The Trial of the Chicago 7 – Review

“While the movie does its best to create a reenactment with its gaze turned firmly towards the present, it can’t really figure out how to connect its ideas when it matters the most.”

by Ken Bakely

Discussions about factual accuracy in historical films and the effects of an artist’s own philosophical imprint seem to collide in Aaron Sorkin’s The Trial of the Chicago 7. Much has been made of how his telling of the trial in the aftermath of the 1968 Democratic National Convention glosses over a good deal, and much has been made of how Sorkin’s sweeping moralizations might or might not play a part in how he approaches the material. But at the cross-section of these two arguments is the larger takeaway of the film, which is how Sorkin has made a film that clearly attempts to address current discourse more than recreate an episode from the past. I say this not as an inherent criticism, but as a suggestion of why the movie is shaped the way it is, with conversations framed as binary arguments over the nature of political process, and an accompanying desire to wrap as much as possible into neat packages that can button up scenes. It’s a professionally made, passionately envisioned, and commendably performed film, but it feels strangely lacking when it tries to make any larger conclusions about what this entire exercise amounts teaches, conveys, or believes. 
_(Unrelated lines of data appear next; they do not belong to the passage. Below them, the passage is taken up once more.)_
//! Router assembly: HTTP endpoints, CORS, and HTTP tracing.

use std::sync::Arc;

use axum::{
    routing::{get, post},
    Router,
};
use tower_http::{
    cors::{Any, CorsLayer},
    trace::{DefaultMakeSpan, DefaultOnRequest, DefaultOnResponse, TraceLayer},
};
use tracing::Level;

use crate::state::AppState;

pub mod http;

/// Build the application router with:
/// - JSON API under `/api/v1/...`
/// - CORS (allow any origin/method/headers) for the mobile/web client
/// - HTTP trace layer (per-request spans w/ method, path, status, latency)
pub fn build_router(state: Arc<AppState>) -> Router {
    Router::new()
        .route("/api/v1/health", get(http::http_health))
        .route("/api/v1/course", post(http::http_post_course))
        .route("/api/v1/open_questions", post(http::http_post_open_questions))
        .route("/api/v1/evaluate", post(http::http_post_evaluate))
        .route("/api/v1/next_topics", post(http::http_post_next_topics))
        .route("/api/v1/topics", get(http::http_get_topics))
        .route(
            "/api/v1/courses",
            get(http::http_get_courses).delete(http::http_delete_course),
        )
        .route("/api/v1/result", post(http::http_post_result))
        // State + CORS + HTTP tracing
        .with_state(state)
        .layer(
            CorsLayer::new()
                .allow_origin(Any)
                .allow_methods(Any)
                .allow_headers(Any),
        )
        .layer(
            TraceLayer::new_for_http()
                .make_span_with(DefaultMakeSpan::new().level(Level::INFO))
                .on_request(DefaultOnRequest::new().level(Level::INFO))
                .on_response(DefaultOnResponse::new().level(Level::INFO)),
        )
}
//! Persistent cache of generated open questions keyed by topic and difficulty.

use std::collections::BTreeMap;
use std::path::{Path, PathBuf};

use tokio::sync::Mutex;
use tracing::debug;

use super::{load_json_or_default, write_json_atomic, StoreError};
use crate::domain::{Difficulty, OpenQuestion};
use crate::util::normalize_topic;

/// `"<trimmed lowercased topic>|<difficulty>"`.
pub fn cache_key(topic: &str, difficulty: Difficulty) -> String {
  format!("{}|{}", normalize_topic(topic), difficulty.as_str())
}

pub struct OpenQuestionCache {
  path: PathBuf,
  entries: Mutex<BTreeMap<String, Vec<OpenQuestion>>>,
}

impl OpenQuestionCache {
  pub async fn open(path: impl AsRef<Path>) -> Self {
    let path = path.as_ref().to_path_buf();
    let entries: BTreeMap<String, Vec<OpenQuestion>> = load_json_or_default(&path).await;
    debug!(target: "store", path = %path.display(), entries = entries.len(), "Open-question cache loaded");
    Self { path, entries: Mutex::new(entries) }
  }

  pub async fn get(&self, topic: &str, difficulty: Difficulty) -> Option<Vec<OpenQuestion>> {
    self.entries.lock().await.get(&cache_key(topic, difficulty)).cloned()
  }

  /// Stores and persists the list. Empty lists are never cached.
  pub async fn put(&self, topic: &str, difficulty: Difficulty, questions: Vec<OpenQuestion>) -> Result<(), StoreError> {
    if questions.is_empty() {
      return Ok(());
    }
    let mut entries = self.entries.lock().await;
    entries.insert(cache_key(topic, difficulty), questions);
    write_json_atomic(&self.path, &*entries).await
  }

  pub async fn len(&self) -> usize {
    self.entries.lock().await.len()
  }
}

#[cfg(test)]
mod tests {
  use super::*;

  fn oq(q: &str) -> OpenQuestion {
    OpenQuestion { question: q.into(), notes: Some("n".into()) }
  }

  #[tokio::test]
  async fn keys_ignore_case_and_surrounding_space() {
    let dir = tempfile::tempdir().unwrap();
    let cache = OpenQuestionCache::open(dir.path().join("c.json")).await;
    cache.put("  Rust Ownership ", Difficulty::Medium, vec![oq("Why move?")]).await.unwrap();

    assert_eq!(cache.get("rust ownership", Difficulty::Medium).await, Some(vec![oq("Why move?")]));
    assert_eq!(cache.get("rust ownership", Difficulty::Expert).await, None);
    assert_eq!(cache.get("borrowing", Difficulty::Medium).await, None);
  }

  #[tokio::test]
  async fn empty_put_is_a_no_op() {
    let dir = tempfile::tempdir().unwrap();
    let path = dir.path().join("c.json");
    let cache = OpenQuestionCache::open(&path).await;
    cache.put("x", Difficulty::Easy, vec![]).await.unwrap();
    assert_eq!(cache.get("x", Difficulty::Easy).await, None);
    assert!(!path.exists());
  }

  #[tokio::test]
  async fn survives_reopen() {
    let dir = tempfile::tempdir().unwrap();
    let path = dir.path().join("c.json");
    {
      let cache = OpenQuestionCache::open(&path).await;
      cache.put("Mars", Difficulty::Easy, vec![oq("Colour?")]).await.unwrap();
    }
    let reopened = OpenQuestionCache::open(&path).await;
    assert_eq!(reopened.len().await, 1);
    assert_eq!(reopened.get("MARS", Difficulty::Easy).await.unwrap()[0].question, "Colour?");

    let raw: serde_json::Value = serde_json::from_str(&std::fs::read_to_string(&path).unwrap()).unwrap();
    assert!(raw.get("mars|easy").is_some());
  }

  #[tokio::test]
  async fn corrupt_file_starts_empty() {
    let dir = tempfile::tempdir().unwrap();
    let path = dir.path().join("c.json");
    std::fs::write(&path, "[[[").unwrap();
    let cache = OpenQuestionCache::open(&path).await;
    assert_eq!(cache.len().await, 0);
  }
}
The movie devotes the majority of its time to dramatizing the trial in the courtroom, where Julius Hoffman (Frank Langella) – an aging judge who is explicitly biased towards the prosecution, led by Richard Schultz (Joseph Gordon-Levitt) and Tom Foran (J. C. McKenzie) – presides over the potential fates of Tom Hayden (Eddie Redmayne), Rennie Davis (Alex Sharp), Abbie Hoffman (Sacha Baron Cohen), Jerry Rubin (Jeremy Strong), David Dellinger (John Carroll Lynch), Lee Weiner (Noah Robbins), and John Froines (Daniel Flaherty), who are primarily represented by William Kunstler (Mark Rylance). An eighth defendant – Bobby Seale (Yahya Abdul-Mateen II), the chairman of the Black Panther Party – is initially included alongside them, despite his counsel not being available. The film goes some way to depict the degree to which Seale was mistreated even more brutally than the Seven. Though there was no real case against any of them, Seale’s case was thinnest; though he was not involved with planning the protests at the DNC at all. But it took Julius Hoffman ordering him bound and gagged in the courtroom (so Seale could not object to not having an attorney) for days on end before he was severed from the case.

The Trial of the Chicago 7 certainly underlines the injustices performed against Seale in particular – and it should – but it’s also clear that there was never any intention on the part of the state to perform anything resembling justice to begin with. The riots in Chicago were the result of a police force primed to exercise violence at any possible opportunity, and they did so with the knowledge that this was how this was supposed to go, as ordered by their superiors. Though Sorkin has a certain proclivity to be caught up in the speechification of the worlds he creates, which often has the tendency – here and elsewhere – to abstract key viewpoints, it is important to note that the baseline reality here is at least attended to. Quite simply, the film is at its best when it fills in the details, building its characters and its history through both large and small moments. Sterling performances from Strong and Baron Cohen highlight Abbie Hoffman and Jerry Rubin’s resigned and sardonic humor in relation to the trial, and Sorkin is admirably un-showy when depicting the realities of the violence that went down during the convention: cops cover their badges and the streets practically run scarlet with the blood of protestors battered by clubs, and he doesn’t shy away from the situation. Ironically, his weaknesses in approaching this material come with what is conventionally thought of as his strength: it’s the quirky, talky dynamic of the courtroom banter, and warmed-over arguments between characters in discussion that lulls the movie into an uncomfortably droll rhythm.

The issue that this creates is relatively apparent early on. A fictional work based on real events must necessarily try to find interest in telling a narrative where the ending is already known, but here, even though Sorkin takes considerable liberty in manufacturing his vision of this story, his most consequential choices and flourishes are often confounding. The heavy stylization of the courtroom proceedings moves the film’s focus away from the substance of the discussion and the facts, and gives it an opportunity to pull its punches at key moments. Sorkin’s desire to address us in the present, using the past leads to an ending that is both invented and befuddling, with it going against the unflinching and thoughtful accomplishments which came before, and substituting that approach for an empty, hollow concoction of his philosophy that’s essentially the equivalent of dramatic junk food: pleasing in the moment, but entirely non-nutritious. The Trial of the Chicago 7 might be propelled by Sorkin’s fiery dialogue, but this approach gets in the way of communicating much of a real message. Fine artistic achievements and relevant observations are belied by messy follow-ups; it trades being intuitive for being obvious with frustrating regularity. While the movie does its best to create a reenactment with its gaze turned firmly towards the present, it can’t really figure out how to connect its ideas when it matters the most.